In the July 28 letter to President Obama, Human Rights Watch urges the United States, which will host a major summit on the Global Refugee Crisis on September 20, to show leadership by working with Jordan, a close ally, to move the stranded asylum seekers to a safe location. The letter says that the United States and other donor governments should provide financial, technical, and logistical support to enable Jordan to transfer asylum seekers from the berm to a secure location and that the US should step up its efforts to resettle or accept Syrian refugees into the US.

One suggestion from Human Rights Watch is to fly some of the asylum seekers directly to places where they would have the right under US law to lodge asylum claims and where they could stay in safety and dignity while undergoing screening.
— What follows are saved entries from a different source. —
//! Snapshot data structures read from the repository.
//!
//! Every value here is derived fresh from git output on each query and never
//! persisted. They serialize to JSON so any front-end can render them.
//!
//! # Public API
//! - [`FileChange`]: One changed path and its [`ChangeKind`]
//! - [`CommitInfo`]: One historical commit
//! - [`BranchInfo`]: One local branch
//! - [`BackupInfo`]: A backup branch with its tip commit
//! - [`DiffStat`] / [`DiffSummary`]: Per-file line counts
//! - [`RepoStatus`]: The facts shown on the main menu

use crate::core::{git_status::ChangeKind, naming::TIMESTAMP_FORMAT};
use serde::{Deserialize, Serialize};

#[derive(Debug, Clone, PartialEq, Eq, Serialize, Deserialize)]
pub struct FileChange {
    pub kind: ChangeKind,
    pub path: String,
}

impl FileChange {
    pub fn new(kind: ChangeKind, path: impl Into<String>) -> Self {
        Self {
            kind,
            path: path.into(),
        }
    }
}

#[derive(Debug, Clone, PartialEq, Eq, Serialize, Deserialize)]
pub struct CommitInfo {
    pub short_hash: String,
    pub message: String,
    pub relative_time: String,
    pub full_hash: String,
}

#[derive(Debug, Clone, PartialEq, Eq, Serialize, Deserialize)]
pub struct BranchInfo {
    pub name: String,
    pub is_current: bool,
}

#[derive(Debug, Clone, PartialEq, Eq, Serialize, Deserialize)]
pub struct BackupInfo {
    pub name: String,
    pub for_branch: String,
    /// `YYYYMMDD-HHMMSS`, zero padded so string order is chronological
    pub timestamp: String,
    pub short_hash: String,
    pub message: String,
}

impl BackupInfo {
    /// Timestamp rendered as `YYYY-MM-DD HH:MM:SS`, or verbatim if it does not parse
    pub fn display_time(&self) -> String {
        chrono::NaiveDateTime::parse_from_str(&self.timestamp, TIMESTAMP_FORMAT)
            .map(|t| t.format("%Y-%m-%d %H:%M:%S").to_string())
            .unwrap_or_else(|_| self.timestamp.clone())
    }
}

#[derive(Debug, Clone, Default, PartialEq, Eq, Serialize, Deserialize)]
pub struct DiffStat {
    pub path: String,
    pub additions: usize,
    pub deletions: usize,
    pub is_binary: bool,
    pub is_untracked: bool,
}

#[derive(Debug, Clone, Default, PartialEq, Eq, Serialize, Deserialize)]
pub struct DiffSummary {
    pub files: Vec<DiffStat>,
    pub total_added: usize,
    pub total_deleted: usize,
}

impl DiffSummary {
    pub fn push(&mut self, stat: DiffStat) {
        self.total_added += stat.additions;
        self.total_deleted += stat.deletions;
        self.files.push(stat);
    }

    pub fn is_empty(&self) -> bool {
        self.files.is_empty()
    }
}

#[derive(Debug, Clone, PartialEq, Eq, Serialize, Deserialize)]
pub struct RepoStatus {
    pub branch: String,
    pub main_branch: String,
    pub is_on_main: bool,
    pub on_experiment: bool,
    pub has_changes: bool,
    pub changed_files: usize,
    pub remote_url: Option<String>,
    pub last_commit: Option<CommitInfo>,
}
As of August 1, UNHCR had registered 657,000 Syrians in Jordan. Human Rights Watch has repeatedly called for other countries to increase their assistance to Jordan and to resettle greater numbers of the Syrian refugees living in Jordan. International donors should also step up assistance to Jordan and aid agencies working on the Syria crisis, including through long-term development funding. UNHCR Jordan has received 59 percent of its budget request for 2016.

“The crisis at the Jordanian border gives the United States the opportunity to demonstrate to the world that refugee crises can be managed in compassionate ways that both save lives and provide for greater regional and global security,” Frelick said.